Axial Spinal Pain (low back pain and neck pain)
Spinal pain and particularly low back pain is a very common problem with as many as seventy percent of the adult population likely to experience at least one episode of significant low back pain in their lives. For most this is a self limiting problem that gets better, and as such it is so common that it can almost be considered as part of life in modern human societies rather than a sign of something going wrong. For others however it can persist or and become a chronic and disabling condition that may prevent normal activities and work, and yet others may be prone to multiple flare ups over their life in an on again off again pattern.
The initial treatment of acute low back pain usually involves a period of rest with simple pain killers (such as paracetamol or anti-inflammatories) followed by gentle mobilisation and physical therapies. Physiotherapy, osteopathy, chiropractic therapy, and various combinations of these can be tried together with other alternative strategies such as acupuncture. Stronger medications carry very real risks of dependence and aggravating the pain system in the body and so generally need to be avoided.
Medical therapies usually revolve around rehabilitation programmes, exercise related treatment, and core strengthening training. There can sometimes be a role for injection based therapy (e.g. cortisone injections).

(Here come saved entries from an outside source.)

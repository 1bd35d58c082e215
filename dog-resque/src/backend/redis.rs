use async_trait::async_trait;
use redis::{aio::ConnectionManager, AsyncCommands, Client};
use tracing::info;

use crate::{QueueResult, ResqueConfig, backend::StoreBackend};

/// Redis-backed store using an auto-reconnecting connection manager
#[derive(Clone)]
pub struct RedisStore {
    manager: ConnectionManager,
}

impl RedisStore {
    /// Connect to a Redis URL such as `redis://127.0.0.1:6379/0`
    pub async fn connect(url: &str) -> QueueResult<Self> {
        let client = Client::open(url)?;
        let manager = ConnectionManager::new(client).await?;
        info!("Connected to redis store at {}", redact(url));
        Ok(Self { manager })
    }

    /// Connect using the redis section of a dispatcher configuration
    pub async fn from_config(config: &ResqueConfig) -> QueueResult<Self> {
        Self::connect(&config.redis.url()).await
    }

    fn conn(&self) -> ConnectionManager {
        self.manager.clone()
    }
}

/// Strip credentials before a URL is logged
fn redact(url: &str) -> String {
    match (url.find("://"), url.rfind('@')) {
        (Some(scheme_end), Some(at)) if at > scheme_end => {
            format!("{}***{}", &url[..scheme_end + 3], &url[at..])
        }
        _ => url.to_string(),
    }
}

#[async_trait]
impl StoreBackend for RedisStore {
    async fn rpush(&self, key: &str, value: &str) -> QueueResult<usize> {
        Ok(self.conn().rpush::<_, _, usize>(key, value).await?)
    }

    async fn lrange(&self, key: &str, start: isize, stop: isize) -> QueueResult<Vec<String>> {
        Ok(self.conn().lrange::<_, Vec<String>>(key, start, stop).await?)
    }

    async fn llen(&self, key: &str) -> QueueResult<usize> {
        Ok(self.conn().llen::<_, usize>(key).await?)
    }

    async fn lrem(&self, key: &str, count: isize, value: &str) -> QueueResult<usize> {
        Ok(self.conn().lrem::<_, _, usize>(key, count, value).await?)
    }

    async fn sadd(&self, key: &str, member: &str) -> QueueResult<bool> {
        let added: usize = self.conn().sadd(key, member).await?;
        Ok(added > 0)
    }

    async fn srem(&self, key: &str, member: &str) -> QueueResult<bool> {
        let removed: usize = self.conn().srem(key, member).await?;
        Ok(removed > 0)
    }

    async fn smembers(&self, key: &str) -> QueueResult<Vec<String>> {
        let mut members: Vec<String> = self.conn().smembers(key).await?;
        members.sort();
        Ok(members)
    }

    async fn scard(&self, key: &str) -> QueueResult<usize> {
        Ok(self.conn().scard::<_, usize>(key).await?)
    }

    async fn sismember(&self, key: &str, member: &str) -> QueueResult<bool> {
        Ok(self.conn().sismember::<_, _, bool>(key, member).await?)
    }

    async fn get(&self, key: &str) -> QueueResult<Option<String>> {
        Ok(self.conn().get::<_, Option<String>>(key).await?)
    }

    async fn set(&self, key: &str, value: &str) -> QueueResult<()> {
        self.conn().set::<_, _, ()>(key, value).await?;
        Ok(())
    }

    async fn del(&self, key: &str) -> QueueResult<bool> {
        let removed: usize = self.conn().del(key).await?;
        Ok(removed > 0)
    }

    async fn exists(&self, key: &str) -> QueueResult<bool> {
        Ok(self.conn().exists::<_, bool>(key).await?)
    }

    async fn zadd(&self, key: &str, member: &str, score: i64) -> QueueResult<bool> {
        let added: usize = self.conn().zadd(key, member, score).await?;
        Ok(added > 0)
    }

    async fn zrange(&self, key: &str, start: isize, stop: isize) -> QueueResult<Vec<String>> {
        Ok(self.conn().zrange::<_, Vec<String>>(key, start, stop).await?)
    }

    async fn zrem(&self, key: &str, member: &str) -> QueueResult<bool> {
        let removed: usize = self.conn().zrem(key, member).await?;
        Ok(removed > 0)
    }

    async fn zcard(&self, key: &str) -> QueueResult<usize> {
        Ok(self.conn().zcard::<_, usize>(key).await?)
    }

    fn backend_name(&self) -> &'static str {
        "redis"
    }
}
//! Read-only worker views and maintenance of the worker registry.
//!
//! Workers register themselves; this side only reads what they wrote and
//! removes entries left behind by processes that died without cleaning up.

use serde::{Deserialize, Serialize};
use tracing::{debug, info, warn};

use crate::backend::{Keyspace, SharedStore};
use crate::codec::JsonCodec;
use crate::{JobPayload, QueueError, QueueResult, WorkerId};

const STAT_PROCESSED: &str = "processed";
const STAT_FAILED: &str = "failed";

/// The job a worker is currently running, as the worker recorded it
#[derive(Debug, Clone, PartialEq, Serialize, Deserialize)]
pub struct CurrentJob {
    pub queue: String,
    pub run_at: String,
    pub payload: JobPayload,
}

/// Snapshot of a registered worker
#[derive(Debug, Clone, PartialEq)]
pub struct Worker {
    pub id: WorkerId,
    pub current_job: Option<CurrentJob>,
    pub started_at: Option<String>,
    pub processed: u64,
    pub failed: u64,
}

impl Worker {
    pub fn hostname(&self) -> &str {
        &self.id.hostname
    }

    pub fn pid(&self) -> u32 {
        self.id.pid
    }

    pub fn queues(&self) -> &[String] {
        &self.id.queues
    }

    pub fn is_working(&self) -> bool {
        self.current_job.is_some()
    }
}

/// Answers whether a worker process is still alive
pub trait LivenessProbe: Send + Sync {
    /// Host name workers on this machine register under
    fn hostname(&self) -> QueueResult<String>;

    fn is_alive(&self, pid: u32) -> bool;
}

/// Probe for processes on the local machine
#[derive(Debug, Clone, Copy, Default)]
pub struct LocalProcessProbe;

impl LivenessProbe for LocalProcessProbe {
    fn hostname(&self) -> QueueResult<String> {
        hostname::get()
            .map_err(|e| QueueError::Internal(format!("cannot read hostname: {}", e)))
            .map(|name| name.to_string_lossy().into_owned())
    }

    #[cfg(target_os = "linux")]
    fn is_alive(&self, pid: u32) -> bool {
        std::path::Path::new(&format!("/proc/{}", pid)).exists()
    }

    #[cfg(not(target_os = "linux"))]
    fn is_alive(&self, pid: u32) -> bool {
        std::process::Command::new("ps")
            .args(["-p", &pid.to_string()])
            .output()
            .map(|out| out.status.success())
            .unwrap_or(false)
    }
}

/// View over the `workers` set and the per-worker keys
#[derive(Clone)]
pub struct WorkerRegistry {
    store: SharedStore,
    keys: Keyspace,
    codec: JsonCodec,
}

impl WorkerRegistry {
    pub(crate) fn new(store: SharedStore, keys: Keyspace) -> Self {
        Self {
            store,
            keys,
            codec: JsonCodec,
        }
    }

    /// Registered worker ids, sorted
    pub async fn ids(&self) -> QueueResult<Vec<String>> {
        let mut ids = self.store.smembers(&self.keys.workers()).await?;
        ids.sort();
        Ok(ids)
    }

    pub async fn exists(&self, id: &str) -> QueueResult<bool> {
        self.store.sismember(&self.keys.workers(), id).await
    }

    pub async fn count(&self) -> QueueResult<usize> {
        self.store.scard(&self.keys.workers()).await
    }

    /// Load one worker, or `None` when it is not registered
    pub async fn load(&self, id: &str) -> QueueResult<Option<Worker>> {
        if !self.exists(id).await? {
            return Ok(None);
        }
        let worker_id: WorkerId = id.parse()?;

        let current_job = match self.store.get(&self.keys.worker(id)).await? {
            Some(raw) => Some(self.codec.decode::<CurrentJob>(&raw, "worker job")?),
            None => None,
        };
        let started_at = self.store.get(&self.keys.worker_started(id)).await?;
        let processed = self.stat(STAT_PROCESSED, id).await?;
        let failed = self.stat(STAT_FAILED, id).await?;

        Ok(Some(Worker {
            id: worker_id,
            current_job,
            started_at,
            processed,
            failed,
        }))
    }

    /// Every registered worker. A malformed id or job record fails the call.
    pub async fn all(&self) -> QueueResult<Vec<Worker>> {
        let mut workers = Vec::new();
        for id in self.ids().await? {
            if let Some(worker) = self.load(&id).await? {
                workers.push(worker);
            }
        }
        Ok(workers)
    }

    /// Remove a worker and everything it registered
    pub async fn unregister(&self, id: &str) -> QueueResult<bool> {
        let removed = self.store.srem(&self.keys.workers(), id).await?;
        self.store.del(&self.keys.worker(id)).await?;
        self.store.del(&self.keys.worker_started(id)).await?;
        self.store.del(&self.keys.worker_stat(STAT_PROCESSED, id)).await?;
        self.store.del(&self.keys.worker_stat(STAT_FAILED, id)).await?;
        debug!(worker = %id, removed, "Worker unregistered");
        Ok(removed)
    }

    /// Unregister workers on this host whose process is gone.
    ///
    /// Workers on other hosts are left alone since their pids mean nothing
    /// here. Ids that do not parse are skipped.
    pub async fn prune_dead(&self, probe: &dyn LivenessProbe) -> QueueResult<usize> {
        let hostname = probe.hostname()?;
        let mut pruned = 0;

        for id in self.ids().await? {
            let worker_id = match id.parse::<WorkerId>() {
                Ok(worker_id) => worker_id,
                Err(e) => {
                    warn!(worker = %id, error = %e, "Skipping unparseable worker id");
                    continue;
                }
            };
            if worker_id.hostname != hostname || probe.is_alive(worker_id.pid) {
                continue;
            }
            if self.unregister(&id).await? {
                pruned += 1;
            }
        }

        if pruned > 0 {
            info!(pruned, hostname = %hostname, "Pruned dead workers");
        }
        Ok(pruned)
    }

    async fn stat(&self, stat: &str, id: &str) -> QueueResult<u64> {
        match self.store.get(&self.keys.worker_stat(stat, id)).await? {
            Some(raw) => raw
                .trim()
                .parse::<u64>()
                .map_err(|e| QueueError::decode("worker stat", e)),
            None => Ok(0),
        }
    }
}

#[cfg(all(test, feature = "memory"))]
mod tests {
    use super::*;
    use crate::backend::{memory::MemoryStore, StoreBackend};
    use std::collections::HashSet;
    use std::sync::Arc;

    struct FakeProbe {
        hostname: String,
        alive: HashSet<u32>,
    }

    impl LivenessProbe for FakeProbe {
        fn hostname(&self) -> QueueResult<String> {
            Ok(self.hostname.clone())
        }

        fn is_alive(&self, pid: u32) -> bool {
            self.alive.contains(&pid)
        }
    }

    async fn register(store: &MemoryStore, id: &str) {
        store.sadd("resque:workers", id).await.unwrap();
        store.set(&format!("resque:worker:{}:started", id), "Mon Jan 1").await.unwrap();
        store.set(&format!("resque:stat:processed:{}", id), "7").await.unwrap();
    }

    #[tokio::test]
    async fn test_load_worker_snapshot() {
        let store = MemoryStore::new();
        register(&store, "web-1:10:emails").await;
        store
            .set(
                "resque:worker:web-1:10:emails",
                r#"{"queue":"emails","run_at":"now","payload":{"class":"W","args":[{}]}}"#,
            )
            .await
            .unwrap();

        let registry = WorkerRegistry::new(Arc::new(store), Keyspace::default());
        let worker = registry.load("web-1:10:emails").await.unwrap().unwrap();

        assert_eq!(worker.pid(), 10);
        assert_eq!(worker.queues(), ["emails"]);
        assert_eq!(worker.processed, 7);
        assert_eq!(worker.failed, 0);
        assert!(worker.is_working());
        assert_eq!(worker.started_at.as_deref(), Some("Mon Jan 1"));
        assert!(registry.load("web-1:11:emails").await.unwrap().is_none());
    }

    #[tokio::test]
    async fn test_prune_only_dead_local_workers() {
        let store = MemoryStore::new();
        register(&store, "here:1:emails").await;
        register(&store, "here:2:emails").await;
        register(&store, "elsewhere:3:emails").await;

        let probe = FakeProbe {
            hostname: "here".to_string(),
            alive: [1].into_iter().collect(),
        };
        let registry = WorkerRegistry::new(Arc::new(store.clone()), Keyspace::default());

        assert_eq!(registry.prune_dead(&probe).await.unwrap(), 1);
        assert_eq!(registry.ids().await.unwrap(), vec!["elsewhere:3:emails", "here:1:emails"]);
        assert!(!store.exists("resque:worker:here:2:emails:started").await.unwrap());
        assert!(!store.exists("resque:stat:processed:here:2:emails").await.unwrap());
    }

    #[tokio::test]
    async fn test_local_probe_sees_itself() {
        let probe = LocalProcessProbe;
        assert!(!probe.hostname().unwrap().is_empty());
        assert!(probe.is_alive(std::process::id()));
    }
}
//! # dog-resque: Resque-compatible job dispatch
//!
//! Client side of the Resque protocol: pushes jobs onto Resque queues,
//! schedules delayed jobs for the scheduler process, and reads back queues,
//! workers and failed jobs. Workers themselves run elsewhere.
//!
//! On top of the plain protocol the dispatcher adds:
//!
//! - **Pending-job dedup**: `enqueue_once` skips the push when an identical
//!   job (same handler, same canonical arguments) is already waiting
//! - **Retry-strategy stamping**: a global or per-handler backoff list is
//!   written into the job arguments for the worker to honour
//! - **Dispatch marker**: every payload carries one wrapper class on the wire
//!   and names its real handler in `resque.jobclass`, resolved on the worker
//!   side through a [`JobRegistry`]
//!
//! ## Quick start
//!
//! ```rust
//! use dog_resque::prelude::*;
//! use dog_resque::backend::memory::MemoryStore;
//!
//! # tokio_test::block_on(async {
//! let resque = Resque::new(MemoryStore::new()).with_retry_policy(
//!     RetryPolicyTable::new().with_global(RetryStrategy::Backoff(vec![0, 60, 600])),
//! );
//!
//! let job = Job::new("emails", "SendWelcome").with_arg("user_id", 42);
//! resque.enqueue_once(&job, false).await?;
//! resque.enqueue_once(&job, false).await?;
//!
//! assert_eq!(resque.queue("emails").size().await?, 1);
//! # Ok::<(), QueueError>(())
//! # }).unwrap();
//! ```

pub mod backend;
pub mod codec;
pub mod config;
pub mod error;
pub mod failure;
pub mod job;
pub mod observability;
pub mod queue;
pub mod resque;
pub mod retry;
pub mod scheduler;
pub mod status;
pub mod types;
pub mod worker;

// Core API exports
pub use resque::Resque;
pub use config::{RedisConfig, ResqueConfig};
pub use error::{JobError, QueueError, QueueResult};
pub use types::{
    DelayedTimestamp, DispatchEvent, Job, JobPayload, JobStatus, PendingJob, StatusId,
    StatusRecord, WorkerId, JOB_CLASS_KEY, RETRY_STRATEGY_KEY,
};
pub use retry::{RetryPolicyTable, RetryStrategy};
pub use job::{JobHandler, JobRegistry, ResqueJob};
pub use codec::{canonical_json, JsonCodec};
pub use backend::{Keyspace, SharedStore, StoreBackend};

// Views
pub use queue::Queue;
pub use worker::{CurrentJob, LivenessProbe, LocalProcessProbe, Worker, WorkerRegistry};
pub use failure::FailedJob;
pub use scheduler::DelayedSchedule;
pub use status::StatusTracker;

// Observability exports
pub use observability::{LiveMetrics, ObservabilityLayer};

// Backend implementations
#[cfg(feature = "memory")]
pub use backend::memory::MemoryStore;

#[cfg(feature = "redis")]
pub use backend::redis::RedisStore;

/// Common imports for dispatching and handling jobs
pub mod prelude {
    pub use crate::{Resque, ResqueConfig, ResqueJob, StoreBackend};

    pub use crate::{Job, JobError, JobStatus, QueueError, QueueResult, StatusId};

    pub use crate::{RetryPolicyTable, RetryStrategy};

    pub use crate::JobRegistry;

    pub use crate::{LiveMetrics, ObservabilityLayer};

    pub use async_trait::async_trait;
}
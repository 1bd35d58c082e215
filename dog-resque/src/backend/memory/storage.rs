use std::collections::{BTreeSet, HashMap, VecDeque};
use std::sync::Arc;
use async_trait::async_trait;
use parking_lot::RwLock;

use crate::{
    QueueResult, QueueError,
    backend::{StoreBackend, resolve_range},
};

/// A single stored value, typed like its Redis counterpart
#[derive(Debug, Clone)]
enum Entry {
    Str(String),
    List(VecDeque<String>),
    Set(BTreeSet<String>),
    SortedSet(HashMap<String, i64>),
}

impl Entry {
    fn is_empty_collection(&self) -> bool {
        match self {
            Entry::Str(_) => false,
            Entry::List(list) => list.is_empty(),
            Entry::Set(set) => set.is_empty(),
            Entry::SortedSet(zset) => zset.is_empty(),
        }
    }
}

/// In-memory store for testing and development.
///
/// Clones share the same data, so a test can hand one clone to the
/// dispatcher and inspect the store through another.
#[derive(Clone, Default)]
pub struct MemoryStore {
    data: Arc<RwLock<HashMap<String, Entry>>>,
}

fn wrong_type(key: &str, expected: &'static str) -> QueueError {
    QueueError::WrongType { key: key.to_string(), expected }
}

impl MemoryStore {
    pub fn new() -> Self {
        Self::default()
    }

    /// Number of live keys
    pub fn key_count(&self) -> usize {
        self.data.read().len()
    }

    /// Drop every key
    pub fn flush(&self) {
        self.data.write().clear();
    }

    fn with_list<T>(&self, key: &str, f: impl FnOnce(&VecDeque<String>) -> T) -> QueueResult<Option<T>> {
        let data = self.data.read();
        match data.get(key) {
            None => Ok(None),
            Some(Entry::List(list)) => Ok(Some(f(list))),
            Some(_) => Err(wrong_type(key, "list")),
        }
    }

    fn with_set<T>(&self, key: &str, f: impl FnOnce(&BTreeSet<String>) -> T) -> QueueResult<Option<T>> {
        let data = self.data.read();
        match data.get(key) {
            None => Ok(None),
            Some(Entry::Set(set)) => Ok(Some(f(set))),
            Some(_) => Err(wrong_type(key, "set")),
        }
    }

    fn with_sorted_set<T>(&self, key: &str, f: impl FnOnce(&HashMap<String, i64>) -> T) -> QueueResult<Option<T>> {
        let data = self.data.read();
        match data.get(key) {
            None => Ok(None),
            Some(Entry::SortedSet(zset)) => Ok(Some(f(zset))),
            Some(_) => Err(wrong_type(key, "sorted set")),
        }
    }

    /// Apply a mutation to an existing collection and drop the key if it
    /// ends up empty.
    fn mutate<T>(
        &self,
        key: &str,
        create: impl FnOnce() -> Entry,
        f: impl FnOnce(&mut Entry) -> QueueResult<T>,
    ) -> QueueResult<T> {
        let mut data = self.data.write();
        let entry = data.entry(key.to_string()).or_insert_with(create);
        let result = f(entry);
        if entry.is_empty_collection() {
            data.remove(key);
        }
        result
    }
}

#[async_trait]
impl StoreBackend for MemoryStore {
    async fn rpush(&self, key: &str, value: &str) -> QueueResult<usize> {
        self.mutate(key, || Entry::List(VecDeque::new()), |entry| match entry {
            Entry::List(list) => {
                list.push_back(value.to_string());
                Ok(list.len())
            }
            _ => Err(wrong_type(key, "list")),
        })
    }

    async fn lrange(&self, key: &str, start: isize, stop: isize) -> QueueResult<Vec<String>> {
        let items = self.with_list(key, |list| {
            match resolve_range(list.len(), start, stop) {
                Some((from, to)) => list.range(from..=to).cloned().collect(),
                None => Vec::new(),
            }
        })?;
        Ok(items.unwrap_or_default())
    }

    async fn llen(&self, key: &str) -> QueueResult<usize> {
        Ok(self.with_list(key, |list| list.len())?.unwrap_or(0))
    }

    async fn lrem(&self, key: &str, count: isize, value: &str) -> QueueResult<usize> {
        if !self.data.read().contains_key(key) {
            return Ok(0);
        }
        self.mutate(key, || Entry::List(VecDeque::new()), |entry| match entry {
            Entry::List(list) => {
                let limit = if count == 0 { usize::MAX } else { count.unsigned_abs() };
                let mut removed = 0;
                if count >= 0 {
                    let mut kept = VecDeque::with_capacity(list.len());
                    for item in list.drain(..) {
                        if removed < limit && item == value {
                            removed += 1;
                        } else {
                            kept.push_back(item);
                        }
                    }
                    *list = kept;
                } else {
                    let mut kept = VecDeque::with_capacity(list.len());
                    while let Some(item) = list.pop_back() {
                        if removed < limit && item == value {
                            removed += 1;
                        } else {
                            kept.push_front(item);
                        }
                    }
                    *list = kept;
                }
                Ok(removed)
            }
            _ => Err(wrong_type(key, "list")),
        })
    }

    async fn sadd(&self, key: &str, member: &str) -> QueueResult<bool> {
        self.mutate(key, || Entry::Set(BTreeSet::new()), |entry| match entry {
            Entry::Set(set) => Ok(set.insert(member.to_string())),
            _ => Err(wrong_type(key, "set")),
        })
    }

    async fn srem(&self, key: &str, member: &str) -> QueueResult<bool> {
        if !self.data.read().contains_key(key) {
            return Ok(false);
        }
        self.mutate(key, || Entry::Set(BTreeSet::new()), |entry| match entry {
            Entry::Set(set) => Ok(set.remove(member)),
            _ => Err(wrong_type(key, "set")),
        })
    }

    async fn smembers(&self, key: &str) -> QueueResult<Vec<String>> {
        Ok(self.with_set(key, |set| set.iter().cloned().collect())?.unwrap_or_default())
    }

    async fn scard(&self, key: &str) -> QueueResult<usize> {
        Ok(self.with_set(key, |set| set.len())?.unwrap_or(0))
    }

    async fn sismember(&self, key: &str, member: &str) -> QueueResult<bool> {
        Ok(self.with_set(key, |set| set.contains(member))?.unwrap_or(false))
    }

    async fn get(&self, key: &str) -> QueueResult<Option<String>> {
        let data = self.data.read();
        match data.get(key) {
            None => Ok(None),
            Some(Entry::Str(value)) => Ok(Some(value.clone())),
            Some(_) => Err(wrong_type(key, "string")),
        }
    }

    async fn set(&self, key: &str, value: &str) -> QueueResult<()> {
        self.data.write().insert(key.to_string(), Entry::Str(value.to_string()));
        Ok(())
    }

    async fn del(&self, key: &str) -> QueueResult<bool> {
        Ok(self.data.write().remove(key).is_some())
    }

    async fn exists(&self, key: &str) -> QueueResult<bool> {
        Ok(self.data.read().contains_key(key))
    }

    async fn zadd(&self, key: &str, member: &str, score: i64) -> QueueResult<bool> {
        self.mutate(key, || Entry::SortedSet(HashMap::new()), |entry| match entry {
            Entry::SortedSet(zset) => Ok(zset.insert(member.to_string(), score).is_none()),
            _ => Err(wrong_type(key, "sorted set")),
        })
    }

    async fn zrange(&self, key: &str, start: isize, stop: isize) -> QueueResult<Vec<String>> {
        let members = self.with_sorted_set(key, |zset| {
            let mut ordered: Vec<(&i64, &String)> = zset.iter().map(|(m, s)| (s, m)).collect();
            ordered.sort();
            match resolve_range(ordered.len(), start, stop) {
                Some((from, to)) => ordered[from..=to].iter().map(|(_, m)| (*m).clone()).collect(),
                None => Vec::new(),
            }
        })?;
        Ok(members.unwrap_or_default())
    }

    async fn zrem(&self, key: &str, member: &str) -> QueueResult<bool> {
        if !self.data.read().contains_key(key) {
            return Ok(false);
        }
        self.mutate(key, || Entry::SortedSet(HashMap::new()), |entry| match entry {
            Entry::SortedSet(zset) => Ok(zset.remove(member).is_some()),
            _ => Err(wrong_type(key, "sorted set")),
        })
    }

    async fn zcard(&self, key: &str) -> QueueResult<usize> {
        Ok(self.with_sorted_set(key, |zset| zset.len())?.unwrap_or(0))
    }

    fn backend_name(&self) -> &'static str {
        "memory"
    }
}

The fact that there are so many treatment options that get tried for low back pain highlights one of the main dilemmas in this condition, i.e. the difficulty in diagnosing the underlying cause of the pain and the lack of knowledge in medicine as to the correct treatment. Even modern test such as MRI and nuclear scans may not reliably show the exact generator of the pain and often get mis-interpreted in this “grey area” of medicine.
Nonetheless, for pain that is persisting despite initial treatment, pain that is getting worse with unusual features (such as waking someone at night), or pain that has any flavour of nerve compression such as spreading down the legs an MRI is usually required to exclude identifiable causes such as nerve compression, fractures, deformity, tumours, etc. If these conditions are excluded however the MRI may not be able to show the underlying cause of pain in axial spinal low back pain.
Surgery therefore has a somewhat guarded and controversial role in treating this condition. Even experienced spine surgeons may hold divided opinions as to how effective surgery may or may not be in trying to treat low back pain alone. It requires a nuanced and careful assessment of the case, and sometimes the best thing a surgeon can do is to advise where surgery is just not a good option.